In an earlier blog Real Estate Summit Part 1, we introduced the statistics and current information on how the San Diego Real Estate Market has grown over the last year. We examined how this growth affected the increase of values on the Micro level of the Downtown San Diego condo market and the macro level of the San Diego condo market as a whole. Panelists from every niche of real estate gave their opinions of how they thought the San Diego Real estate market would continue to grow. Depending on the perspective…there were differing opinions of growth and how fast or slow it was going to happen, and what the driving factors would be.

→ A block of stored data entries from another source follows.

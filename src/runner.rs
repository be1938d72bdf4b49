use anyhow::Result;
use indicatif::{ProgressBar, ProgressStyle};
use log::info;
use std::collections::HashMap;

use crate::{
    command,
    config::RunConfig,
    extract::{self, MetricRow},
    submit,
};

pub struct RunOptions {
    /// Grade existing output files without re-running the engine
    pub skip_search: bool,
    /// Log the per-topic diversity breakdown in addition to the aggregate
    pub per_topic: bool,
}

/// Runs every experiment strictly in order and collects one metric row per
/// id. Sequential on purpose: each grading call depends on the output file
/// the engine just wrote, and the remote grader is a single-client service.
pub async fn run_all(cfg: &RunConfig, opts: &RunOptions) -> Result<HashMap<String, MetricRow>> {
    let client = reqwest::Client::builder().build()?;

    let bar = ProgressBar::new(cfg.experiments.len() as u64);
    bar.set_style(
        ProgressStyle::with_template(
            "{spinner:.green} [{elapsed_precise}] [{bar:40.cyan/blue}] \
             {pos}/{len} ({eta})",
        )
        .unwrap(),
    );

    let mut table: HashMap<String, MetricRow> = HashMap::new();

    for id in &cfg.experiments {
        if !opts.skip_search {
            let cmd = command::build_command(&cfg.classpath, &cfg.param_path(id));
            info!("[{id}] {cmd}");
            command::run_search(&cmd).await?;
        }

        let output_path = cfg.output_path(id);
        let body = submit::submit_adhoc(&client, &cfg.grader, &cfg.hw_id, &output_path).await?;
        let mut row = extract::extract_trec_eval(&body)?;
        info!("[{id}] adhoc metrics: {row:?}");

        if cfg.grader.diversity.is_some() {
            let body =
                submit::submit_diversity(&client, &cfg.grader, &cfg.hw_id, &output_path).await?;
            // Diversity keys win over adhoc ones on collision
            if opts.per_topic {
                let by_topic = extract::extract_diversity_by_topic(&body)?;
                let mut topics: Vec<&str> = by_topic.keys().map(String::as_str).collect();
                topics.sort_unstable();
                info!("[{id}] diversity topics: {}", topics.join(", "));
                if let Some(values) = by_topic.get("amean") {
                    row.extend(values.clone());
                }
            } else {
                row.extend(extract::extract_diversity_amean(&body)?);
            }
        }

        table.insert(id.clone(), row);
        bar.inc(1);
    }

    bar.finish_with_message("done");
    Ok(table)
}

Where is the San Diego Condo Market Headed
Even though there was much agreement from the panelists on the current state of the San Diego real estate market, there was of course some differing opinions on where the market would be going over the next several years. The buzz words that each touched on were all pretty similar: Inventory Levels, Supply, Demand, New Construction, Rates, and public policy in the form of regulations that will keep the San Diego Real estate market moving in the right direction. Here are some of the highlights:
1. The recovery of the last year many argued was based on Supply and less on Demand. This means that the value increases were stimulated more from a lack of inventory rather than demand from homeowners. This is due the fact that there were a significant number of investors in the market driving prices upward. In order for there to be sustainable growth in the San Diego Real estate market…demand from homeowners purchasing their primary residences will have to shift to the driving force of values increasing
2. Even though market resales increased, many of the panelists were concerned with the % of Downtown San Diego condo owners who still did not have equity. They estimated that 20% or 30% of homeowners in Downtown still did not have equity in their condos. These Downtown San Diego condo owners purchased in 2003 thru 2007 as the area was growing rapidly. In order for there to more sustainable growth, this number was going to have to change for the better. Equity in a Downtown San Diego condo will allow owners to sell, trade, and move up. This will stimulate even more activity and more access to the market
3. Inventory will be a big driver of new Condo Sales in Downtown San Diego. This new inventory of Downtown San Diego Condos will more than likely come from condo conversions of rental inventory. Currently there are no new condo projects underway in Downtown San Diego except for residential rental complexes. Developers have had difficulty finding financing for new construction unless it is rental based. Rather than a “building boom” for Downtown San Diego in the near future, many panelists argued for a “conversion boom” of the existing complexes with rental units
4. It was interesting to note that most panelists agreed that interest rates will continue to go up as San Diego Condo prices continue to rise. The discrepancy was how much and why they would continue to rise. Interest rates have to rise as home values increase to avoid over inflation and “bubble” conditions in the local real estate markets. Currently, the interest rates have been at “artificially” low levels to stimulate growth. The Fed and economists argue that true sustainable growth has to occur on it’s own, rather than with the aid of banks and economic policy. As rates continue to rise and prices of Downtown San Diego condos continue to rise…many analysts caution that affordability will have an affect on first time home buyers and move up buyers without equity. As the interest rates go up…there will need to be a “loosening” of underwriting conditions and new programs which will allow more for more affordability and more access to mortgage qualification.